▸ Task to carry out
Among the entries below, only the lines starting at the one with "pub fn pack_string_vec<S: AsRef<str>>(strings: &[S])" and ending at the one with "Parsing is deliberately", both included, are to be printed exactly.

[Items listed in a dataset]
/*!
    Length-prefixed message framing for the request/response boundary.

    A string vector is a sequence of records, each a big-endian `u32` length
    followed by that many payload octets. Decoding stops as soon as fewer
    than 4 octets remain — a trailing short suffix is ignored by design,
    not an error. A length prefix followed by insufficient bytes, on the
    other hand, is a hard failure: the sender promised more than it sent.
*/

mod error;

pub use error::{WireError, WireResult};

const LEN_PREFIX: usize = 4;

/**
    Pack a sequence of strings into the wire format: `len(4) || bytes`,
    repeated once per string.
*/
pub fn pack_string_vec<S: AsRef<str>>(strings: &[S]) -> Vec<u8> {
    let mut buf = Vec::new();
    for s in strings {
        let bytes = s.as_ref().as_bytes();
        buf.extend_from_slice(&(bytes.len() as u32).to_be_bytes());
        buf.extend_from_slice(bytes);
    }
    buf
}

/**
    Unpack a sequence of length-prefixed strings. Stops reading as soon as
    fewer than 4 bytes remain; a length prefix promising more bytes than
    are left in the message is a [`WireError::ShortPayload`].
*/
pub fn unpack_string_vec(message: &[u8]) -> WireResult<Vec<String>> {
    let mut strings = Vec::new();
    let mut offset = 0;

    while message.len() - offset >= LEN_PREFIX {
        let len_bytes: [u8; 4] = message[offset..offset + LEN_PREFIX]
            .try_into()
            .expect("slice is exactly LEN_PREFIX by construction");
        let len = u32::from_be_bytes(len_bytes) as usize;
        offset += LEN_PREFIX;

        let remaining = message.len() - offset;
        if remaining < len {
            return Err(WireError::ShortPayload(len as u32, remaining));
        }

        let payload = &message[offset..offset + len];
        strings.push(String::from_utf8_lossy(payload).into_owned());
        offset += len;
    }

    Ok(strings)
}

/**
    Encode an exit-status channel request payload: a big-endian `u32`,
    `0` for success or `1` for failure.
*/
pub fn encode_exit_status(success: bool) -> [u8; 4] {
    let status: u32 = if success { 0 } else { 1 };
    status.to_be_bytes()
}

/**
    Decode an exit-status payload. Any nonzero value is treated as failure.
*/
pub fn decode_exit_status(payload: &[u8]) -> WireResult<bool> {
    if payload.len() < 4 {
        return Err(WireError::ShortPayload(4, payload.len()));
    }
    let bytes: [u8; 4] = payload[..4]
        .try_into()
        .expect("slice is exactly 4 bytes by construction");
    Ok(u32::from_be_bytes(bytes) == 0)
}
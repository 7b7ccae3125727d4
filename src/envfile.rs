//! The flat `KEY=VALUE` text format used by the working file, backup
//! captures and remote snapshot plaintext.
//!
//! Parsing is deliberately forgiving: blank lines and `#` comments are
//! skipped, lines without `=` are ignored, and a single matching pair of
//! surrounding quotes is stripped without any escape processing. Keys and
//! values are trimmed, so the codec is not lossless for values that need
//! significant leading/trailing whitespace — a documented limitation of
//! the format, not something to patch around.
//!
//! Output is canonical: keys sorted ascending, values quoted only when
//! they contain whitespace or `#`, exactly one trailing newline.

use std::collections::HashMap;

/// In-memory representation of an environment-variable set. Used for
/// working-file content, snapshot plaintext and merge results alike.
pub type EnvMapping = HashMap<String, String>;

/// Parse env-file text into a mapping. Last occurrence of a duplicate
/// key wins.
pub fn parse(text: &str) -> EnvMapping {
    let mut vars = EnvMapping::new();
    for line in text.lines() {
        let trimmed = line.trim();
        if trimmed.is_empty() || trimmed.starts_with('#') {
            continue;
        }
        let Some((key, value)) = trimmed.split_once('=') else {
            continue;
        };
        let key = key.trim();
        if key.is_empty() {
            continue;
        }
        vars.insert(key.to_string(), unquote(value.trim()).to_string());
    }
    vars
}

/// Strip one matching pair of surrounding `"` or `'`. No escape
/// processing happens inside the quotes.
fn unquote(value: &str) -> &str {
    for quote in ['"', '\''] {
        if value.len() >= 2 && value.starts_with(quote) && value.ends_with(quote) {
            return &value[1..value.len() - 1];
        }
    }
    value
}

/// Serialize a mapping to canonical env-file text: keys sorted ascending
/// by ordinal comparison, one trailing newline. An empty mapping
/// serializes to a single newline.
pub fn format(vars: &EnvMapping) -> String {
    let mut keys: Vec<&String> = vars.keys().collect();
    keys.sort();

    let mut lines = Vec::with_capacity(keys.len());
    for key in keys {
        let value = &vars[key];
        if value.chars().any(char::is_whitespace) || value.contains('#') {
            lines.push(format!("{}=\"{}\"", key, value));
        } else {
            lines.push(format!("{}={}", key, value));
        }
    }
    let mut out = lines.join("\n");
    out.push('\n');
    out
}

#[cfg(test)]
mod tests {
    use super::*;

    fn mapping(pairs: &[(&str, &str)]) -> EnvMapping {
        pairs
            .iter()
            .map(|(k, v)| (k.to_string(), v.to_string()))
            .collect()
    }

    #[test]
    fn parse_skips_comments_and_blank_lines() {
        let parsed = parse("# comment\n\n  \nFOO=bar\n   # indented comment\n");
        assert_eq!(parsed, mapping(&[("FOO", "bar")]));
    }

    #[test]
    fn parse_ignores_lines_without_equals() {
        let parsed = parse("JUSTAWORD\nFOO=bar\n");
        assert_eq!(parsed, mapping(&[("FOO", "bar")]));
    }

    #[test]
    fn parse_splits_on_first_equals_and_trims() {
        let parsed = parse("  DATABASE_URL = postgres://localhost?a=b \n");
        assert_eq!(
            parsed,
            mapping(&[("DATABASE_URL", "postgres://localhost?a=b")])
        );
    }

    #[test]
    fn parse_strips_one_matching_quote_pair() {
        let parsed = parse("A=\"hello world\"\nB='single'\nC=\"mismatched'\nD=\"\"nested\"\"\n");
        assert_eq!(parsed["A"], "hello world");
        assert_eq!(parsed["B"], "single");
        assert_eq!(parsed["C"], "\"mismatched'");
        // only the outermost pair is stripped
        assert_eq!(parsed["D"], "\"nested\"");
    }

    #[test]
    fn parse_last_duplicate_wins() {
        let parsed = parse("KEY=first\nKEY=second\n");
        assert_eq!(parsed, mapping(&[("KEY", "second")]));
    }

    #[test]
    fn parse_allows_empty_values() {
        let parsed = parse("EMPTY=\n");
        assert_eq!(parsed, mapping(&[("EMPTY", "")]));
    }

    #[test]
    fn format_sorts_keys_and_ends_with_single_newline() {
        let out = format(&mapping(&[("B", "2"), ("A", "1"), ("C", "3")]));
        assert_eq!(out, "A=1\nB=2\nC=3\n");
    }

    #[test]
    fn format_quotes_whitespace_and_hash_values() {
        let out = format(&mapping(&[("MSG", "hello world"), ("TAG", "a#b")]));
        assert_eq!(out, "MSG=\"hello world\"\nTAG=\"a#b\"\n");
    }

    #[test]
    fn format_empty_mapping_is_single_newline() {
        assert_eq!(format(&EnvMapping::new()), "\n");
    }

    #[test]
    fn round_trip_preserves_plain_mappings() {
        let original = mapping(&[
            ("API_KEY", "abc123"),
            ("MESSAGE", "hello world"),
            ("EMPTY", ""),
            ("URL", "https://example.com/path?x=1#frag"),
        ]);
        assert_eq!(parse(&format(&original)), original);
    }
}
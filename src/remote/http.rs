//! HTTP implementation of the remote port.
//!
//! Thin REST client: bearer-token auth, JSON bodies, one request per
//! verb. Failures map onto the error taxonomy; nothing is retried.

use reqwest::blocking::{Client, Response};
use reqwest::StatusCode;
use serde::de::DeserializeOwned;
use serde::{Deserialize, Serialize};
use url::Url;

use super::{Environment, Organization, Project, Remote, RollbackOutcome, Snapshot};
use crate::error::{EnvSyncError, Result};

pub struct HttpRemote {
    base: Url,
    token: String,
    client: Client,
}

impl HttpRemote {
    pub fn new(base: Url, token: String) -> Self {
        Self {
            base,
            token,
            client: Client::new(),
        }
    }

    fn url(&self, path: &str) -> Result<Url> {
        self.base
            .join(path)
            .map_err(|e| EnvSyncError::Validation(format!("invalid API URL: {}", e)))
    }

    fn get<T: DeserializeOwned>(&self, path: &str, resource: &str) -> Result<T> {
        let resp = self
            .client
            .get(self.url(path)?)
            .bearer_auth(&self.token)
            .send()?;
        decode(check_status(resp, resource)?)
    }

    fn post<B: Serialize, T: DeserializeOwned>(
        &self,
        path: &str,
        body: &B,
        resource: &str,
    ) -> Result<T> {
        let resp = self
            .client
            .post(self.url(path)?)
            .bearer_auth(&self.token)
            .json(body)
            .send()?;
        decode(check_status(resp, resource)?)
    }
}

/// Map non-success statuses onto the error taxonomy. Conflict (409) is
/// handled by the caller where the attempted base version is known.
fn check_status(resp: Response, resource: &str) -> Result<Response> {
    match resp.status() {
        s if s.is_success() => Ok(resp),
        StatusCode::UNAUTHORIZED => Err(EnvSyncError::AuthenticationRequired),
        StatusCode::FORBIDDEN => Err(EnvSyncError::PermissionDenied(resource.to_string())),
        StatusCode::NOT_FOUND => Err(EnvSyncError::NotFound(resource.to_string())),
        s if s.is_client_error() => {
            let message = resp.text().unwrap_or_default();
            Err(EnvSyncError::Validation(message))
        }
        s => Err(EnvSyncError::Network(format!(
            "unexpected status {} for {}",
            s, resource
        ))),
    }
}

fn decode<T: DeserializeOwned>(resp: Response) -> Result<T> {
    Ok(resp.json()?)
}

#[derive(Serialize)]
struct PushRequest<'a> {
    plaintext: &'a str,
    #[serde(skip_serializing_if = "Option::is_none")]
    base_version: Option<u64>,
}

#[derive(Serialize)]
struct RollbackRequest {
    target_version: u64,
}

#[derive(Serialize)]
struct NameRequest<'a> {
    name: &'a str,
}

#[derive(Deserialize)]
struct ConflictBody {
    current_version: u64,
}

impl Remote for HttpRemote {
    fn list_organizations(&self) -> Result<Vec<Organization>> {
        self.get("v1/organizations", "organization listing")
    }

    fn list_projects(&self, org_id: u64) -> Result<Vec<Project>> {
        self.get(
            &format!("v1/organizations/{}/projects", org_id),
            "project listing",
        )
    }

    fn list_environments(&self, project_id: u64) -> Result<Vec<Environment>> {
        self.get(
            &format!("v1/projects/{}/environments", project_id),
            "environment listing",
        )
    }

    fn current_snapshot(&self, env_id: u64) -> Result<Snapshot> {
        self.get(&format!("v1/environments/{}/snapshot", env_id), "snapshot")
    }

    fn snapshot_by_version(&self, env_id: u64, version: u64) -> Result<Snapshot> {
        self.get(
            &format!("v1/environments/{}/snapshots/{}", env_id, version),
            &format!("snapshot version {}", version),
        )
    }

    fn push_snapshot(
        &self,
        env_id: u64,
        plaintext: &str,
        base_version: Option<u64>,
    ) -> Result<Snapshot> {
        let resp = self
            .client
            .post(self.url(&format!("v1/environments/{}/snapshots", env_id))?)
            .bearer_auth(&self.token)
            .json(&PushRequest {
                plaintext,
                base_version,
            })
            .send()?;
        if resp.status() == StatusCode::CONFLICT {
            let body: ConflictBody = resp.json()?;
            return Err(EnvSyncError::Conflict {
                base: base_version,
                remote_version: body.current_version,
            });
        }
        decode(check_status(resp, "snapshot push")?)
    }

    fn rollback(&self, env_id: u64, target_version: u64) -> Result<RollbackOutcome> {
        self.post(
            &format!("v1/environments/{}/rollback", env_id),
            &RollbackRequest { target_version },
            &format!("rollback to version {}", target_version),
        )
    }

    fn create_environment(&self, project_id: u64, name: &str) -> Result<Environment> {
        self.post(
            &format!("v1/projects/{}/environments", project_id),
            &NameRequest { name },
            "environment creation",
        )
    }

    fn clone_environment(&self, env_id: u64, name: &str) -> Result<Environment> {
        self.post(
            &format!("v1/environments/{}/clone", env_id),
            &NameRequest { name },
            "environment clone",
        )
    }

    fn delete_environment(&self, env_id: u64, hard: bool) -> Result<()> {
        let mut url = self.url(&format!("v1/environments/{}", env_id))?;
        if hard {
            url.set_query(Some("hard=true"));
        }
        let resp = self
            .client
            .delete(url)
            .bearer_auth(&self.token)
            .send()?;
        check_status(resp, "environment deletion")?;
        Ok(())
    }
}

▸ Exercise output
pub fn pack_string_vec<S: AsRef<str>>(strings: &[S]) -> Vec<u8> {
    let mut buf = Vec::new();
    for s in strings {
        let bytes = s.as_ref().as_bytes();
        buf.extend_from_slice(&(bytes.len() as u32).to_be_bytes());
        buf.extend_from_slice(bytes);
    }
    buf
}

/**
    Unpack a sequence of length-prefixed strings. Stops reading as soon as
    fewer than 4 bytes remain; a length prefix promising more bytes than
    are left in the message is a [`WireError::ShortPayload`].
*/
pub fn unpack_string_vec(message: &[u8]) -> WireResult<Vec<String>> {
    let mut strings = Vec::new();
    let mut offset = 0;

    while message.len() - offset >= LEN_PREFIX {
        let len_bytes: [u8; 4] = message[offset..offset + LEN_PREFIX]
            .try_into()
            .expect("slice is exactly LEN_PREFIX by construction");
        let len = u32::from_be_bytes(len_bytes) as usize;
        offset += LEN_PREFIX;

        let remaining = message.len() - offset;
        if remaining < len {
            return Err(WireError::ShortPayload(len as u32, remaining));
        }

        let payload = &message[offset..offset + len];
        strings.push(String::from_utf8_lossy(payload).into_owned());
        offset += len;
    }

    Ok(strings)
}

/**
    Encode an exit-status channel request payload: a big-endian `u32`,
    `0` for success or `1` for failure.
*/
pub fn encode_exit_status(success: bool) -> [u8; 4] {
    let status: u32 = if success { 0 } else { 1 };
    status.to_be_bytes()
}

/**
    Decode an exit-status payload. Any nonzero value is treated as failure.
*/
pub fn decode_exit_status(payload: &[u8]) -> WireResult<bool> {
    if payload.len() < 4 {
        return Err(WireError::ShortPayload(4, payload.len()));
    }
    let bytes: [u8; 4] = payload[..4]
        .try_into()
        .expect("slice is exactly 4 bytes by construction");
    Ok(u32::from_be_bytes(bytes) == 0)
}
repository 7b7ccae3125727d4
filename src/envfile.rs
//! The flat `KEY=VALUE` text format used by the working file, backup
//! captures and remote snapshot plaintext.
//!
//! Parsing is deliberately forgiving: blank lines and `#` comments are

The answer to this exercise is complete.